Gentrification changes the complexity of the community, that’s a fact. So, these areas are no longer just Black, brown, or red, and it is insidious. I wrote in a post recently that gentrification is not progress—it’s some bullshit. It’s the death of a specific culture basically because all of a sudden our communities become acronyms from what they were before. I am working with Destination Crenshaw, one of the biggest African American projects in America, and I get that question asked all the time: “Are we doing this for the white people that are moving in?” To be clear, no! I am doing this for me and for those who look like me. We deserve some good shit. We deserve to say “avocado toast” and have it magically appear in our hands, too!

We need to change our collective mindset. If you want to stop gentrification, stop selling your fucking house! Real simple. Where are you moving, anyway, with that little bit of money you got? Do you value culture? Your history? Your legacy? These things have to change in order to uproot that gentrification question, but regarding eradicating food prisons in our community, the answer is no. Gentrification has hindered our efforts because now the food that comes into our neighborhoods is price-prohibitive.

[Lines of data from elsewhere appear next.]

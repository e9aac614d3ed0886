use std::ffi::CStr;
use std::os::fd::AsRawFd;
use std::time::Duration;

use serde::{Deserialize, Deserializer, Serialize};
use serde_json::{Map, Value};

use crate::error::Result;

/// The only event that waits for a decision from the companion app.
pub const PERMISSION_REQUEST_EVENT: &str = "PermissionRequest";

const TTY_LOOKUP_TIMEOUT: Duration = Duration::from_secs(2);

/// Session state forwarded to the companion app.
///
/// Accepts both the relay's own field names and the ones the assistant hands
/// a hook on stdin (`hook_event_name`, `tool_name`). The relay never
/// interprets the fields beyond `event`; keys it does not know are carried
/// through to the payload untouched.
#[derive(Debug, Clone, Default, Serialize, Deserialize)]
pub struct EventRecord {
    #[serde(default = "unknown")]
    pub session_id: String,
    #[serde(default)]
    pub cwd: String,
    #[serde(default, alias = "hook_event_name")]
    pub event: String,
    #[serde(default, deserialize_with = "lenient_pid")]
    pub pid: Option<u32>,
    #[serde(default)]
    pub tty: Option<String>,
    #[serde(default = "unknown")]
    pub status: String,

    #[serde(default, alias = "tool_name", skip_serializing_if = "Option::is_none")]
    pub tool: Option<String>,
    #[serde(default, skip_serializing_if = "Option::is_none")]
    pub tool_input: Option<Value>,
    #[serde(default, skip_serializing_if = "Option::is_none")]
    pub tool_use_id: Option<String>,
    #[serde(default, skip_serializing_if = "Option::is_none")]
    pub notification_type: Option<String>,
    #[serde(default, skip_serializing_if = "Option::is_none")]
    pub message: Option<String>,

    #[serde(flatten)]
    pub extra: Map<String, Value>,
}

fn unknown() -> String {
    "unknown".into()
}

/// A pid given as a number or a numeric string. Anything else is treated as
/// absent and later replaced by the parent pid.
fn lenient_pid<'de, D>(deserializer: D) -> std::result::Result<Option<u32>, D::Error>
where
    D: Deserializer<'de>,
{
    let pid = match Option::<Value>::deserialize(deserializer)? {
        Some(Value::Number(n)) => n.as_u64().and_then(|n| u32::try_from(n).ok()),
        Some(Value::String(s)) => s.trim().parse().ok(),
        _ => None,
    };
    Ok(pid)
}

impl EventRecord {
    /// Whether the sender has to block for the companion's decision.
    pub fn requires_decision(&self) -> bool {
        self.event == PERMISSION_REQUEST_EVENT
    }

    pub fn to_payload(&self) -> Result<Vec<u8>> {
        Ok(serde_json::to_vec(self)?)
    }

    /// Fill `pid` and `tty` from the hook's parent process when the producer
    /// left them empty.
    pub async fn fill_process_info(&mut self) {
        let ppid = std::os::unix::process::parent_id();
        if self.pid.is_none() {
            self.pid = Some(ppid);
        }
        if self.tty.is_none() {
            self.tty = controlling_tty(self.pid.unwrap_or(ppid)).await;
        }
    }
}

/// Resolve the terminal device of `pid`, falling back to our own stdio.
pub async fn controlling_tty(pid: u32) -> Option<String> {
    if let Some(tty) = tty_from_ps(pid).await {
        return Some(tty);
    }
    ttyname(std::io::stdin().as_raw_fd()).or_else(|| ttyname(std::io::stdout().as_raw_fd()))
}

async fn tty_from_ps(pid: u32) -> Option<String> {
    let output = tokio::process::Command::new("ps")
        .args(["-p", &pid.to_string(), "-o", "tty="])
        .kill_on_drop(true)
        .output();
    let output = tokio::time::timeout(TTY_LOOKUP_TIMEOUT, output)
        .await
        .ok()?
        .ok()?;
    normalize_ps_tty(&String::from_utf8_lossy(&output.stdout))
}

/// `ps` prints `ttys001` or `pts/3`; detached processes show `??` or `-`.
fn normalize_ps_tty(raw: &str) -> Option<String> {
    let tty = raw.trim();
    if tty.is_empty() || tty == "??" || tty == "-" {
        return None;
    }
    if tty.starts_with("/dev/") {
        Some(tty.to_string())
    } else {
        Some(format!("/dev/{tty}"))
    }
}

fn ttyname(fd: i32) -> Option<String> {
    // SAFETY: ttyname returns either null or a pointer to a static,
    // NUL-terminated buffer that we copy out immediately.
    let ptr = unsafe { libc::ttyname(fd) };
    if ptr.is_null() {
        return None;
    }
    let name = unsafe { CStr::from_ptr(ptr) };
    Some(name.to_string_lossy().into_owned())
}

Last question, Ron. What would be your perfect soundtrack for getting into that gardening groove?
Sean McCabe, “Everything’s Alright,” the extended version. I’m a true house head, so Keni Burke’s “Keep Rising to the Top” would be on there. Kenny Dope and Raheem DeVaughn’s “Final Call,” the extended version with Rhymefest. Anderson .Paak’s “The Season / Carry Me,” and also DJ Cavem, who is an eco-friendly, hip-hop rapper whose latest album, The Produce Section, stays in rotation.